--- INFORMATION Enclosed Below ---

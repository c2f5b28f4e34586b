//! Configuration module for the gatekeeper bot.
//!
//! Loads configuration from environment variables.

use std::env;
use std::time::Duration;

use serde::Deserialize;
use thiserror::Error;

use crate::verification::{DEFAULT_CHALLENGE_TIMEOUT, DEFAULT_UNMUTE_GRACE};

/// Bot running mode
#[derive(Debug, Clone, Default, Deserialize, PartialEq, Eq)]
#[serde(rename_all = "lowercase")]
pub enum BotMode {
    #[default]
    Polling,
    Webhook,
}

#[derive(Debug, Error, PartialEq, Eq)]
pub enum ConfigError {
    #[error("{0} must be set")]
    Missing(&'static str),

    #[error("{name} is invalid: {value:?}")]
    Invalid { name: &'static str, value: String },
}

/// Application configuration
#[derive(Debug, Clone)]
pub struct Config {
    // Telegram
    pub bot_token: String,
    pub bot_mode: BotMode,
    pub webhook_url: Option<String>,
    pub webhook_port: u16,
    pub webhook_secret: Option<String>,

    /// Group chats the bot serves (comma-separated `ALLOWED_CHATS`).
    /// Unset or blank means every chat; a malformed entry is an error.
    pub allowed_chats: Vec<i64>,

    // Verification
    pub challenge_timeout: Duration,
    pub unmute_grace: Duration,

    // MongoDB
    pub mongodb_uri: String,
    pub mongodb_database: String,
}

impl Config {
    /// Load configuration from the process environment.
    pub fn from_env() -> Result<Self, ConfigError> {
        Self::from_lookup(|name| env::var(name).ok())
    }

    /// Load configuration through an arbitrary variable lookup.
    pub fn from_lookup<F>(lookup: F) -> Result<Self, ConfigError>
    where
        F: Fn(&str) -> Option<String>,
    {
        let var = |name: &str| lookup(name).filter(|v| !v.trim().is_empty());

        let bot_mode = match var("BOT_MODE").unwrap_or_default().to_lowercase().as_str() {
            "webhook" => BotMode::Webhook,
            _ => BotMode::Polling,
        };

        let webhook_url = var("WEBHOOK_URL");

        // Validate webhook URL is set if mode is webhook
        if bot_mode == BotMode::Webhook && webhook_url.is_none() {
            return Err(ConfigError::Missing("WEBHOOK_URL"));
        }

        let webhook_port = match var("WEBHOOK_PORT") {
            Some(raw) => raw.trim().parse().map_err(|_| ConfigError::Invalid {
                name: "WEBHOOK_PORT",
                value: raw,
            })?,
            None => 8443,
        };

        let allowed_chats = match var("ALLOWED_CHATS") {
            Some(raw) => chat_ids(&raw).ok_or(ConfigError::Invalid {
                name: "ALLOWED_CHATS",
                value: raw,
            })?,
            None => Vec::new(),
        };

        Ok(Self {
            bot_token: var("BOT_TOKEN").ok_or(ConfigError::Missing("BOT_TOKEN"))?,
            bot_mode,
            webhook_url,
            webhook_port,
            webhook_secret: var("WEBHOOK_SECRET"),
            allowed_chats,
            challenge_timeout: seconds(&var, "CHALLENGE_TIMEOUT_SECS", DEFAULT_CHALLENGE_TIMEOUT)?,
            unmute_grace: seconds(&var, "UNMUTE_GRACE_SECS", DEFAULT_UNMUTE_GRACE)?,
            mongodb_uri: var("MONGODB_URI").ok_or(ConfigError::Missing("MONGODB_URI"))?,
            mongodb_database: var("MONGODB_DATABASE").unwrap_or_else(|| "gatekeeper".to_string()),
        })
    }
}

/// Parse a comma-separated list of chat ids. Blank entries are skipped; any
/// other entry that is not an id rejects the whole list.
fn chat_ids(raw: &str) -> Option<Vec<i64>> {
    raw.split(',')
        .map(str::trim)
        .filter(|s| !s.is_empty())
        .map(|s| s.parse::<i64>().ok())
        .collect()
}

fn seconds<F>(var: &F, name: &'static str, default: Duration) -> Result<Duration, ConfigError>
where
    F: Fn(&str) -> Option<String>,
{
    match var(name) {
        Some(raw) => match raw.trim().parse::<u64>() {
            Ok(secs) if secs > 0 => Ok(Duration::from_secs(secs)),
            _ => Err(ConfigError::Invalid { name, value: raw }),
        },
        None => Ok(default),
    }
}

#[cfg(test)]
mod tests {
    use std::collections::HashMap;

    use super::*;

    fn load(vars: &[(&str, &str)]) -> Result<Config, ConfigError> {
        let map: HashMap<String, String> = vars
            .iter()
            .map(|(k, v)| (k.to_string(), v.to_string()))
            .collect();
        Config::from_lookup(|name| map.get(name).cloned())
    }

    const REQUIRED: [(&str, &str); 2] = [("BOT_TOKEN", "123:abc"), ("MONGODB_URI", "mongodb://localhost")];

    #[test]
    fn defaults_match_the_challenge_window() {
        let config = load(&REQUIRED).unwrap();
        assert_eq!(config.bot_mode, BotMode::Polling);
        assert_eq!(config.challenge_timeout, Duration::from_secs(3600));
        assert_eq!(config.unmute_grace, Duration::from_secs(900));
        assert_eq!(config.mongodb_database, "gatekeeper");
        assert!(config.allowed_chats.is_empty());
    }

    #[test]
    fn missing_token_is_reported() {
        let err = load(&[("MONGODB_URI", "mongodb://localhost")]).unwrap_err();
        assert_eq!(err, ConfigError::Missing("BOT_TOKEN"));
    }

    #[test]
    fn webhook_mode_requires_url() {
        let mut vars = REQUIRED.to_vec();
        vars.push(("BOT_MODE", "Webhook"));
        assert_eq!(load(&vars).unwrap_err(), ConfigError::Missing("WEBHOOK_URL"));

        vars.push(("WEBHOOK_URL", "https://example.org/hook"));
        vars.push(("WEBHOOK_PORT", "8080"));
        let config = load(&vars).unwrap();
        assert_eq!(config.bot_mode, BotMode::Webhook);
        assert_eq!(config.webhook_port, 8080);
    }

    #[test]
    fn parses_allowed_chats_skipping_blanks() {
        let mut vars = REQUIRED.to_vec();
        vars.push(("ALLOWED_CHATS", "-1001, -42,,"));
        assert_eq!(load(&vars).unwrap().allowed_chats, vec![-1001, -42]);
    }

    #[test]
    fn malformed_allowed_chat_rejects_the_list() {
        let mut vars = REQUIRED.to_vec();
        vars.push(("ALLOWED_CHATS", "-100123O"));
        assert_eq!(
            load(&vars).unwrap_err(),
            ConfigError::Invalid {
                name: "ALLOWED_CHATS",
                value: "-100123O".to_string(),
            }
        );

        vars.pop();
        vars.push(("ALLOWED_CHATS", "-1001,oops"));
        assert!(matches!(
            load(&vars).unwrap_err(),
            ConfigError::Invalid { name: "ALLOWED_CHATS", .. }
        ));
    }

    #[test]
    fn rejects_zero_timeout() {
        let mut vars = REQUIRED.to_vec();
        vars.push(("CHALLENGE_TIMEOUT_SECS", "0"));
        assert!(matches!(
            load(&vars).unwrap_err(),
            ConfigError::Invalid { name: "CHALLENGE_TIMEOUT_SECS", .. }
        ));
    }
}
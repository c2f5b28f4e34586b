//! Member departure event handler.

use teloxide::prelude::*;

use crate::bot::AppState;
use crate::verification::on_member_left;

/// Handle a "left chat member" service message.
pub async fn handler(msg: Message, state: AppState) -> anyhow::Result<()> {
    // Nothing to clean up in a chat the bot itself just left.
    if msg
        .left_chat_member()
        .is_some_and(|u| u.id == state.gatekeeper.settings.bot_id)
    {
        return Ok(());
    }

    on_member_left(state.gatekeeper.gateway.as_ref(), msg.chat.id, msg.id).await;
    Ok(())
}
//! Challenge expiry.
//!
//! Runs when a challenge window closes. The decision to act is taken here,
//! from the store, not when the timer was armed.

use tracing::{debug, info, warn};

use super::{GatewayError, MessagingGateway, PendingChallenge, StoreError, VerificationStore};

/// What the expiry handler did.
#[derive(Debug, Clone, Copy, PartialEq, Eq)]
pub enum ExpiryOutcome {
    /// The member was no longer pending; nothing was touched.
    AlreadyResolved,
    /// The member was removed and the ban lifted.
    Expelled,
}

/// Failure that prevented the member from being removed.
#[derive(Debug, thiserror::Error)]
pub enum ExpiryError {
    #[error(transparent)]
    Store(#[from] StoreError),

    #[error("could not expel member: {0}")]
    Expel(#[source] GatewayError),
}

/// Expel a member whose challenge went unanswered.
///
/// The pending entry is not removed afterwards; a later click from the same
/// id would simply not find a challenge to answer.
pub async fn on_challenge_expired(
    gateway: &dyn MessagingGateway,
    store: &dyn VerificationStore,
    challenge: &PendingChallenge,
) -> Result<ExpiryOutcome, ExpiryError> {
    let chat_id = challenge.chat_id;
    let member_id = challenge.member_id;

    if !store.is_pending(chat_id, member_id).await? {
        debug!("Member {} in chat {} already resolved", member_id, chat_id);
        return Ok(ExpiryOutcome::AlreadyResolved);
    }

    for message in [challenge.join_message_id, challenge.challenge_message_id] {
        if let Err(e) = gateway.delete_message(chat_id, message).await {
            debug!("Could not delete message {:?} in chat {}: {}", message, chat_id, e);
        }
    }

    gateway
        .expel_member(chat_id, member_id)
        .await
        .map_err(ExpiryError::Expel)?;

    if let Err(e) = gateway.lift_expulsion(chat_id, member_id).await {
        warn!("Failed to unban {} in chat {}: {}", member_id, chat_id, e);
    }

    info!(
        "Removed unverified member {} from chat {} (challenge armed at {})",
        member_id, chat_id, challenge.armed_at
    );

    Ok(ExpiryOutcome::Expelled)
}

#[cfg(test)]
mod tests {
    use chrono::Utc;
    use teloxide::types::{ChatId, MessageId, UserId};

    use super::*;
    use crate::verification::testing::{Call, FakeGateway, MemoryStore};

    fn challenge(chat: i64, member: u64) -> PendingChallenge {
        PendingChallenge {
            chat_id: ChatId(chat),
            member_id: UserId(member),
            challenge_message_id: MessageId(11),
            join_message_id: MessageId(10),
            armed_at: Utc::now(),
        }
    }

    #[tokio::test]
    async fn expels_then_unbans_pending_member() {
        let gateway = FakeGateway::new();
        let store = MemoryStore::new();
        store.add_pending(ChatId(-2), UserId(2)).await.unwrap();

        let outcome = on_challenge_expired(&gateway, &store, &challenge(-2, 2))
            .await
            .unwrap();

        assert_eq!(outcome, ExpiryOutcome::Expelled);
        assert_eq!(
            gateway.calls(),
            vec![
                Call::Delete { chat: ChatId(-2), message: MessageId(10) },
                Call::Delete { chat: ChatId(-2), message: MessageId(11) },
                Call::Expel { chat: ChatId(-2), member: UserId(2) },
                Call::LiftExpulsion { chat: ChatId(-2), member: UserId(2) },
            ]
        );
        // The entry lingers after expulsion.
        assert_eq!(store.pending_members(ChatId(-2)), vec![UserId(2)]);
    }

    #[tokio::test]
    async fn resolved_member_is_left_alone() {
        let gateway = FakeGateway::new();
        let store = MemoryStore::new();

        let outcome = on_challenge_expired(&gateway, &store, &challenge(-2, 2))
            .await
            .unwrap();

        assert_eq!(outcome, ExpiryOutcome::AlreadyResolved);
        assert!(gateway.calls().is_empty());
    }

    #[tokio::test]
    async fn deletion_failures_do_not_stop_expulsion() {
        let gateway = FakeGateway::new();
        gateway.fail_delete(GatewayError::Api("Bad Request: message to delete not found".into()));
        let store = MemoryStore::new();
        store.add_pending(ChatId(-2), UserId(2)).await.unwrap();

        let outcome = on_challenge_expired(&gateway, &store, &challenge(-2, 2))
            .await
            .unwrap();

        assert_eq!(outcome, ExpiryOutcome::Expelled);
        assert!(gateway.calls().contains(&Call::LiftExpulsion {
            chat: ChatId(-2),
            member: UserId(2)
        }));
    }

    #[tokio::test]
    async fn failed_expulsion_skips_unban() {
        let gateway = FakeGateway::new();
        gateway.fail_expel(GatewayError::Transport("timed out".into()));
        let store = MemoryStore::new();
        store.add_pending(ChatId(-2), UserId(2)).await.unwrap();

        let result = on_challenge_expired(&gateway, &store, &challenge(-2, 2)).await;

        assert!(matches!(result, Err(ExpiryError::Expel(_))));
        assert!(!gateway
            .calls()
            .iter()
            .any(|c| matches!(c, Call::LiftExpulsion { .. })));
    }

    #[tokio::test]
    async fn repeated_firing_after_resolution_is_a_no_op() {
        let gateway = FakeGateway::new();
        let store = MemoryStore::new();
        store.add_pending(ChatId(-2), UserId(2)).await.unwrap();
        store.remove_pending(ChatId(-2), UserId(2)).await.unwrap();

        for _ in 0..2 {
            let outcome = on_challenge_expired(&gateway, &store, &challenge(-2, 2))
                .await
                .unwrap();
            assert_eq!(outcome, ExpiryOutcome::AlreadyResolved);
        }
        assert!(gateway.calls().is_empty());
    }
}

--- End of Enclosed INFORMATION ---

**ASSIGNMENT:**
Tell how many lines of the records above hold the string "GatewayError". Give no other text.

**WRITTEN RESPONSE:**
4